Items from a dataset
impl Task {
    /// Create a new task, validating every field.
    ///
    /// The initial status is derived, never caller-supplied: SCHEDULED when
    /// the start date lies strictly in the future, PENDING otherwise.
    pub fn create(input: NewTask) -> Result<Task, ValidationError> {
        let title = validate_title(&input.title)?;
        let owner_id = input.owner_id.trim();
        if owner_id.is_empty() {
            return Err(ValidationError::MissingOwner);
        }

        let now = Utc::now();
        let start_date = input.start_date.unwrap_or(now);
        if let Some(deadline) = input.deadline {
            if deadline < start_date {
                return Err(ValidationError::DeadlineBeforeStart {
                    start: start_date,
                    deadline,
                });
            }
        }

        let status = if start_date > now {
            TaskStatus::Scheduled
        } else {
            TaskStatus::Pending
        };

        Ok(Task {
            id: None,
            title,
            description: input
                .description
                .map(|d| d.trim().to_string())
                .unwrap_or_default(),
            status,
            owner_id: owner_id.to_string(),
            start_date,
            deadline: input.deadline,
            created_at: now,
            updated_at: now,
        })
    }

    /// Rebuild a task from stored fields without validation.
    pub fn restore(record: TaskRecord) -> Task {
        Task {
            id: record.id,
            title: record.title,
            description: record.description,
            status: record.status,
            owner_id: record.owner_id,
            start_date: record.start_date,
            deadline: record.deadline,
            created_at: record.created_at,
            updated_at: record.updated_at,
        }
    }

    /// Snapshot the task fields for persistence.
    pub fn to_record(&self) -> TaskRecord {
        TaskRecord {
            id: self.id.clone(),
            title: self.title.clone(),
            description: self.description.clone(),
            status: self.status,
            owner_id: self.owner_id.clone(),
            start_date: self.start_date,
            deadline: self.deadline,
            created_at: self.created_at,
            updated_at: self.updated_at,
        }
    }

    // ── Queries ──

    pub fn id(&self) -> Option<&str> {
        self.id.as_deref()
    }

    pub fn title(&self) -> &str {
        &self.title
    }

    pub fn description(&self) -> &str {
        &self.description
    }

    pub fn status(&self) -> TaskStatus {
        self.status
    }

    pub fn owner_id(&self) -> &str {
        &self.owner_id
    }

    pub fn start_date(&self) -> DateTime<Utc> {
        self.start_date
    }

    pub fn deadline(&self) -> Option<DateTime<Utc>> {
        self.deadline
    }

    pub fn created_at(&self) -> DateTime<Utc> {
        self.created_at
    }

    pub fn updated_at(&self) -> DateTime<Utc> {
        self.updated_at
    }

    /// Ownership check used before any per-task operation.
    pub fn belongs_to(&self, owner_id: &str) -> bool {
        self.owner_id == owner_id
    }

    /// Whether the deadline has passed without completion.
    ///
    /// Counts FAILED and CANCELLED tasks too; only COMPLETED is exempt.
    pub fn is_overdue(&self, now: DateTime<Utc>) -> bool {
        match self.deadline {
            Some(deadline) => self.status != TaskStatus::Completed && now > deadline,
            None => false,
        }
    }

    /// Whether the sweep should mark this task failed.
    pub fn should_auto_fail(&self, now: DateTime<Utc>) -> bool {
        match self.deadline {
            Some(deadline) => {
                !matches!(
                    self.status,
                    TaskStatus::Completed | TaskStatus::Failed | TaskStatus::Cancelled
                ) && now > deadline
            }
            None => false,
        }
    }

    /// Whether the sweep should promote this scheduled task to pending.
    pub fn should_activate(&self, now: DateTime<Utc>) -> bool {
        self.status == TaskStatus::Scheduled && now >= self.start_date
    }

    /// Linear progress between start and deadline, as a whole percentage.
    ///
    /// `None` without a deadline. 100 once completed or past the deadline,
    /// 0 before the start date.
    pub fn progress_percentage(&self, now: DateTime<Utc>) -> Option<u8> {
        let deadline = self.deadline?;
        if self.status == TaskStatus::Completed || now >= deadline {
            return Some(100);
        }
        if now <= self.start_date {
            return Some(0);
        }
        let span = (deadline - self.start_date).num_milliseconds() as f64;
        let elapsed = (now - self.start_date).num_milliseconds() as f64;
        Some((elapsed / span * 100.0).round() as u8)
    }

    /// Serializable projection with the computed display fields.
    pub fn view(&self, now: DateTime<Utc>) -> TaskView {
        TaskView {
            id: self.id.clone(),
            title: self.title.clone(),
            description: self.description.clone(),
            status: self.status,
            owner_id: self.owner_id.clone(),
            start_date: self.start_date,
            deadline: self.deadline,
            progress: self.progress_percentage(now),
            is_overdue: self.is_overdue(now),
            created_at: self.created_at,
            updated_at: self.updated_at,
        }
    }

    // ── Commands ──

    /// Request a direct status change.
    pub fn change_status(&mut self, next: TaskStatus) -> Result<(), RuleViolation> {
        manual_change(self.status, next)?;
        self.status = next;
        self.touch();
        Ok(())
    }

    /// Bring a closed task back into play.
    ///
    /// COMPLETED reopens into IN_PROGRESS, everything else into PENDING.
    /// FAILED tasks stay failed.
    pub fn reopen(&mut self) -> Result<(), RuleViolation> {
        let next = match self.status {
            TaskStatus::Completed => TaskStatus::InProgress,
            TaskStatus::Failed => return Err(RuleViolation::ReopenFailed),
            _ => TaskStatus::Pending,
        };
        self.status = next;
        self.touch();
        Ok(())
    }

    /// Cancel the task. The only path into CANCELLED; idempotent.
    pub fn cancel(&mut self) {
        if self.status == TaskStatus::Cancelled {
            return;
        }
        self.status = TaskStatus::Cancelled;
        self.touch();
    }

    /// Replace the title.
    pub fn update_title(&mut self, title: &str) -> Result<(), ValidationError> {
        self.title = validate_title(title)?;
        self.touch();
        Ok(())
    }

    /// Replace the description (trimmed; empty clears it).
    pub fn update_description(&mut self, description: &str) {
        self.description = description.trim().to_string();
        self.touch();
    }

    /// Move the start date, keeping it at or before any deadline.
    pub fn update_start_date(&mut self, start: DateTime<Utc>) -> Result<(), ValidationError> {
        if let Some(deadline) = self.deadline {
            if start > deadline {
                return Err(ValidationError::StartAfterDeadline { start, deadline });
            }
        }
        self.start_date = start;
        self.touch();
        Ok(())
    }

    /// Set or clear the deadline, keeping it at or after the start date.
    pub fn update_deadline(
        &mut self,
        deadline: Option<DateTime<Utc>>,
    ) -> Result<(), ValidationError> {
        if let Some(deadline) = deadline {
            if deadline < self.start_date {
                return Err(ValidationError::DeadlineBeforeStart {
                    start: self.start_date,
                    deadline,
                });
            }
        }
        self.deadline = deadline;
        self.touch();
        Ok(())
    }

    /// Apply a partial update in field order: title, description, status,
    /// start date, deadline. Bumps `updated_at` even when no field is given.
    pub fn apply(&mut self, changes: TaskChanges) -> Result<(), DomainError> {
        if let Some(title) = &changes.title {
            self.title = validate_title(title)?;
        }
        if let Some(description) = &changes.description {
            self.description = description.trim().to_string();
        }
        if let Some(status) = changes.status {
            manual_change(self.status, status)?;
            self.status = status;
        }
        if let Some(start) = changes.start_date {
            if let Some(deadline) = self.deadline {
                if start > deadline {
                    return Err(ValidationError::StartAfterDeadline { start, deadline }.into());
                }
            }
            self.start_date = start;
        }
        if let Some(deadline) = changes.deadline {
            if let Some(deadline) = deadline {
                if deadline < self.start_date {
                    return Err(ValidationError::DeadlineBeforeStart {
                        start: self.start_date,
                        deadline,
                    }
                    .into());
                }
            }
            self.deadline = deadline;
        }
        self.touch();
        Ok(())
    }

    /// Sweep transition: deadline passed, mark failed.
    ///
    /// No-op when already COMPLETED or FAILED, so double application from
    /// overlapping sweeps is harmless.
    pub(crate) fn mark_failed(&mut self) {
        if matches!(self.status, TaskStatus::Completed | TaskStatus::Failed) {
            return;
        }
        self.status = TaskStatus::Failed;
        self.touch();
    }

    /// Sweep transition: start date reached, promote SCHEDULED to PENDING.
    ///
    /// No-op from any other status.
    pub(crate) fn mark_activated(&mut self) {
        if self.status != TaskStatus::Scheduled {
            return;
        }
        self.status = TaskStatus::Pending;
        self.touch();
    }

    fn touch(&mut self) {
        self.updated_at = Utc::now();
    }
}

◆ Requirement ◆
In the entries, find every line holding "only" and copy it.

◆ Response area ◆
    /// Counts FAILED and CANCELLED tasks too; only COMPLETED is exempt.
    /// Cancel the task. The only path into CANCELLED; idempotent.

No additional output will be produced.